7 Responses to “The next few years”

  1. tim zank on February 23rd, 2010 8:31 pm

    You are not wrong at all Mike. The only thing you may a fuzz low on is unemployment, it’s gonna go up and stay up.

  2. gadfly on February 23rd, 2010 9:17 pm

    Mike . . . you are absolutely right. Senator Fritz Hollings also got it right when he declared, “There’s just too much consumin’ going on out there”! But that may be changing as indicated here.

    As for unemployment, the real (U6) unemployment rate is somewhere in the 17% range in 2010, and it is not going down anytime soon. Another “jobs” bill will not fix the problem. The bubble that will soon burst however is the unfunded unemployment compensation payments. In addition, with employment down, we are spending more money on Social Security and Medicare than we are taking in. this was not supposed to happen for another eight years.

    Government has to back down its regulations and quit spending. The suggestion that government return the budget to 2007 levels is the simplest solution that I have seen. We can and have done without the spending levels now in place.

  3. Robert Enders on February 24th, 2010 3:55 pm

    There is no such thing as “permanent” in politics or economics.

  4. Jeff Pruitt on February 24th, 2010 11:15 pm

    6. Public sector pension funds are woefully underfunded. Public sector pension funds are likely underfunded by well over two trillion dollars. This is going to cause a lot of painful decisions to be made in the next few years.

    A prelude to my next post!

  5. Evert Mol on February 27th, 2010 9:58 am

    The prosperity and low unemployment of the last decade was fueled by massive debt in the public and private sectors. It’s hard to see how can get back to 5% unemployment without more borrowing. Without some fundamental restructuring, which will take time, we’ll just dig ourselves a deeper hole. So I agree we’re in for a long grind.

  6. tim zank on February 27th, 2010 10:11 am

    What it’s gonna take is a massive reduction in spending, and I certainly don’t mean we have to put people on the street or not feed the hungry.
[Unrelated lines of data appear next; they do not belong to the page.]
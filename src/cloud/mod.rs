// Copyright 2025 Martin Pool

//! Cloud abstraction for cwlens.
//!
//! Each trait method performs exactly one remote page request. Looping over pages is done by
//! [`crate::paginate`], so the termination rules live in one place and can be tested against
//! the scripted fakes in [`fake`].

use std::fmt::{Display, Formatter};

use async_trait::async_trait;

use crate::Result;

pub mod aws;
#[cfg(test)]
pub mod fake;

/// Opaque continuation token returned by a paginated API.
#[derive(Debug, Clone, PartialEq, Eq, Hash)]
pub struct Cursor(String);

impl Cursor {
    pub fn new(token: impl Into<String>) -> Self {
        Cursor(token.into())
    }

    pub fn as_str(&self) -> &str {
        &self.0
    }

    /// Convert an optional token from an API response, treating an empty token as absent.
    pub fn from_token(token: Option<&str>) -> Option<Self> {
        token.filter(|t| !t.is_empty()).map(Cursor::new)
    }
}

impl Display for Cursor {
    fn fmt(&self, f: &mut Formatter<'_>) -> std::fmt::Result {
        write!(f, "{}", self.0)
    }
}

/// One page of results and the cursor to continue from, if any.
#[derive(Debug, Clone, PartialEq, Eq)]
pub struct Page<T> {
    pub items: Vec<T>,
    pub cursor: Option<Cursor>,
}

impl<T> Page<T> {
    pub fn new(items: Vec<T>, cursor: Option<Cursor>) -> Self {
        Page { items, cursor }
    }
}

/// Description of one log stream, as listed from a log group.
#[derive(Debug, Clone, PartialEq, Eq)]
pub struct LogStream {
    pub name: String,
    /// Epoch millis, 0 if unknown.
    pub last_event_time: i64,
    pub first_event_time: i64,
    pub last_ingestion_time: i64,
    pub stored_bytes: Option<i64>,
}

/// One event read from a single log stream.
#[derive(Debug, Clone, PartialEq, Eq)]
pub struct LogEvent {
    /// Epoch millis; 0 if the service omitted it.
    pub timestamp: i64,
    pub message: String,
    pub ingestion_time: Option<i64>,
}

/// An event tagged with the stream it came from, produced when merging streams.
#[derive(Debug, Clone, PartialEq, Eq)]
pub struct MergedLogEvent {
    pub stream: String,
    pub timestamp: i64,
    pub message: String,
    pub ingestion_time: Option<i64>,
}

impl MergedLogEvent {
    pub fn new(stream: &str, event: LogEvent) -> Self {
        MergedLogEvent {
            stream: stream.to_owned(),
            timestamp: event.timestamp,
            message: event.message,
            ingestion_time: event.ingestion_time,
        }
    }
}

#[derive(Debug, Clone, PartialEq, Eq)]
pub struct LambdaFunction {
    pub name: String,
    pub runtime: Option<String>,
    pub last_modified: Option<String>,
    pub description: Option<String>,
    /// Custom log group from the function's logging config.
    pub log_group: Option<String>,
}

impl LambdaFunction {
    pub fn new(name: impl Into<String>) -> Self {
        LambdaFunction {
            name: name.into(),
            runtime: None,
            last_modified: None,
            description: None,
            log_group: None,
        }
    }

    /// The log group the function writes to.
    pub fn log_group_name(&self) -> String {
        self.log_group
            .clone()
            .unwrap_or_else(|| default_lambda_log_group(&self.name))
    }
}

/// Lambda's conventional log group for a function name.
pub fn default_lambda_log_group(function_name: &str) -> String {
    format!("/aws/lambda/{function_name}")
}

/// Extract the function name from a Lambda function ARN, possibly qualified with a version.
///
/// Plain names are returned unchanged.
pub fn function_name_from_arn(arn: &str) -> &str {
    let parts: Vec<&str> = arn.split(':').collect();
    match parts.iter().position(|p| *p == "function") {
        Some(i) if i + 1 < parts.len() => parts[i + 1],
        _ => arn,
    }
}

/// An SQS queue, identified by its URL.
#[derive(Debug, Clone, PartialEq, Eq)]
pub struct Queue {
    pub url: String,
    pub name: String,
}

impl Queue {
    pub fn from_url(url: &str) -> Self {
        let name = url
            .trim_end_matches('/')
            .rsplit('/')
            .next()
            .unwrap_or(url)
            .to_owned();
        Queue {
            url: url.to_owned(),
            name,
        }
    }
}

/// CloudWatch Logs reads.
#[async_trait]
pub trait LogsApi: Send + Sync {
    /// Fetch one page of streams ordered by last event time, most recent first.
    async fn describe_log_streams(
        &self,
        log_group: &str,
        page_size: usize,
        cursor: Option<Cursor>,
    ) -> Result<Page<LogStream>>;

    /// Fetch one page of events reading forward from the head of a stream.
    ///
    /// The returned cursor is the next-forward token, which the service repeats
    /// when there is nothing more to read.
    async fn get_log_events(
        &self,
        log_group: &str,
        log_stream: &str,
        cursor: Option<Cursor>,
    ) -> Result<Page<LogEvent>>;
}

/// Lambda function reads.
#[async_trait]
pub trait FunctionsApi: Send + Sync {
    async fn list_functions(
        &self,
        page_size: usize,
        marker: Option<Cursor>,
    ) -> Result<Page<LambdaFunction>>;

    /// List the ARNs of functions consuming from an event source.
    async fn list_event_source_consumers(
        &self,
        event_source_arn: &str,
        marker: Option<Cursor>,
    ) -> Result<Page<String>>;
}

/// SQS reads.
#[async_trait]
pub trait QueuesApi: Send + Sync {
    async fn list_queues(&self, page_size: usize, cursor: Option<Cursor>) -> Result<Page<Queue>>;

    async fn queue_arn(&self, queue: &Queue) -> Result<String>;
}
// Copyright 2025 Martin Pool

//! Error type shared by all of cwlens.

use std::io;

use thiserror::Error;

pub type Result<T, E = Error> = std::result::Result<T, E>;

#[derive(Error, Debug)]
pub enum Error {
    /// An error from an AWS API call, passed through without retry.
    #[error("AWS error: {0}")]
    Cloud(Box<dyn std::error::Error + Send + Sync>),

    #[error("IO error: {0}")]
    Io(#[from] io::Error),

    #[error("Invalid configuration: {0}")]
    Config(String),

    #[error("Invalid argument: {0}")]
    Argument(String),

    #[error("Credentials error: {0}")]
    Credentials(String),

    #[error("Nothing matches {0:?}")]
    NoMatch(String),

    /// The operator cancelled an interactive prompt.
    #[error("Interrupted")]
    Interrupted,
}

impl Error {
    /// True if this error should end the program quietly with a success status.
    pub fn is_interrupt(&self) -> bool {
        matches!(self, Error::Interrupted)
    }
}

impl From<dialoguer::Error> for Error {
    fn from(err: dialoguer::Error) -> Self {
        match err {
            dialoguer::Error::IO(io_err) if io_err.kind() == io::ErrorKind::Interrupted => {
                Error::Interrupted
            }
            dialoguer::Error::IO(io_err) => Error::Io(io_err),
        }
    }
}
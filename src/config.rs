// Copyright 2025 Martin Pool

//! Configuration files for cwlens.

use std::{
    path::{Path, PathBuf},
    str::FromStr,
};

use jiff::tz::TimeZone;
use schemars::JsonSchema;
use serde::Deserialize;
use tracing::debug;

use crate::{Error, Result};

/// Default configuration file name, relative to home.
static DEFAULT_CONFIG_FILE: &str = ".config/cwlens.toml";

/// Streams listed for a log group in browse mode, unless configured.
pub static DEFAULT_STREAM_LIMIT: usize = 50;

/// Configuration for cwlens.
///
/// This is by default read from `~/.config/cwlens.toml`, or from the file specified by
/// `--config`. Command line options override it.
#[derive(Debug, Clone, Default, Deserialize, JsonSchema)]
#[serde(deny_unknown_fields)]
pub struct Config {
    /// AWS region to use without asking, like "eu-west-1".
    pub region: Option<String>,

    /// Number of most recently active log streams to offer when browsing a log group.
    pub stream_limit: Option<usize>,

    /// IANA time zone name for displayed times, like "Australia/Sydney". Defaults to the
    /// system time zone.
    pub time_zone: Option<String>,

    /// Shared AWS credentials file to read and update, instead of `~/.aws/credentials`.
    pub credentials_file: Option<PathBuf>,
}

impl Config {
    /// Load from a file, or load from the default location, or use builtin defaults.
    pub fn new(config_path: Option<&Path>) -> Result<Self> {
        if let Some(config_path) = config_path {
            return Self::from_file(config_path);
        }
        #[allow(deprecated)]
        let Some(home) = std::env::home_dir() else {
            debug!("No home directory, using default config");
            return Ok(Self::default());
        };
        let default_path = home.join(DEFAULT_CONFIG_FILE);
        if default_path.exists() {
            Self::from_file(&default_path)
        } else {
            debug!("No config file found, using defaults");
            Ok(Self::default())
        }
    }

    pub(crate) fn from_file(config_path: &Path) -> Result<Self> {
        debug!(?config_path, "Loading config from file");
        let config_str = std::fs::read_to_string(config_path).map_err(|err| {
            Error::Config(format!(
                "Failed to load config file {}: {err}",
                config_path.display()
            ))
        })?;
        config_str.parse().map_err(|err| {
            Error::Config(format!(
                "Failed to parse config file {}: {err}",
                config_path.display()
            ))
        })
    }

    pub fn stream_limit_or_default(&self) -> usize {
        self.stream_limit.unwrap_or(DEFAULT_STREAM_LIMIT)
    }

    /// The configured time zone, or the system zone.
    pub fn time_zone(&self) -> Result<TimeZone> {
        match &self.time_zone {
            Some(name) => TimeZone::get(name)
                .map_err(|err| Error::Config(format!("Unknown time zone {name:?}: {err}"))),
            None => Ok(TimeZone::system()),
        }
    }
}

impl FromStr for Config {
    type Err = toml::de::Error;

    fn from_str(s: &str) -> std::result::Result<Self, Self::Err> {
        toml::from_str(s)
    }
}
It simply takes a fundamental change in the way we spend government funds…

    One example I like to use is the annual cost of Mark Souders “staff”. I’m not specifically picking on Souder, but on all members of congress.
    Souders staff averages $1 million a year….take that times 535 members…gee ya think there could be some cuts in there?? There are always huge obvious examples like the junkets etc, but those are peanuts compared to the layers and layers of simply stupid shit that our government spends money on.

    That’s just one example, I guarantee you if you went through EVERYONES budget from town councils up to POTUS and every government program in between you could cut a TRILLION dollars out.

    Why is that so hard to comprehend?

  7. William Larsen on February 27th, 2010 4:46 pm

    Mike, for the most part I agree with you. However, my gut says that massive deficits will end very soon simply because the U.S. will be unable to borrow money from anyone. PIGS (Portugal, Ireland, Greece, Spain) are in deep trouble. These are not banks, but countries.

    The US Deficit in 2009 was over $1.9 Trillion, forget what politicians have stated, look it up at the US Treasury. The National debt increased over 1.9 Trillion between 09-2008 and 09-2009. So far this year it is even higher than it was in 2009. I predict well over $2.4 Trillion in deficit spending in 2010.

    Social Security is now running a negative cash flow as it did between 1955 - 1965, 1970 -1983. SS is unsustainable. Something has to give other wise SS will crash our economy. SS is no different than the $8,000 home buyers credit or cash for clunkers. It took future sales and spent it now. Until the value of this pre spent funds is recouped or absorbed, our economy will continue to sink.

    Don’t even get me on Medicare.

    As for cuts, the criteria for cuts is not millions any more, but trillions (one trillion is one million, millions).

    I hate to say it, but I do not see us getting rid of congress fast enough to save ourselves.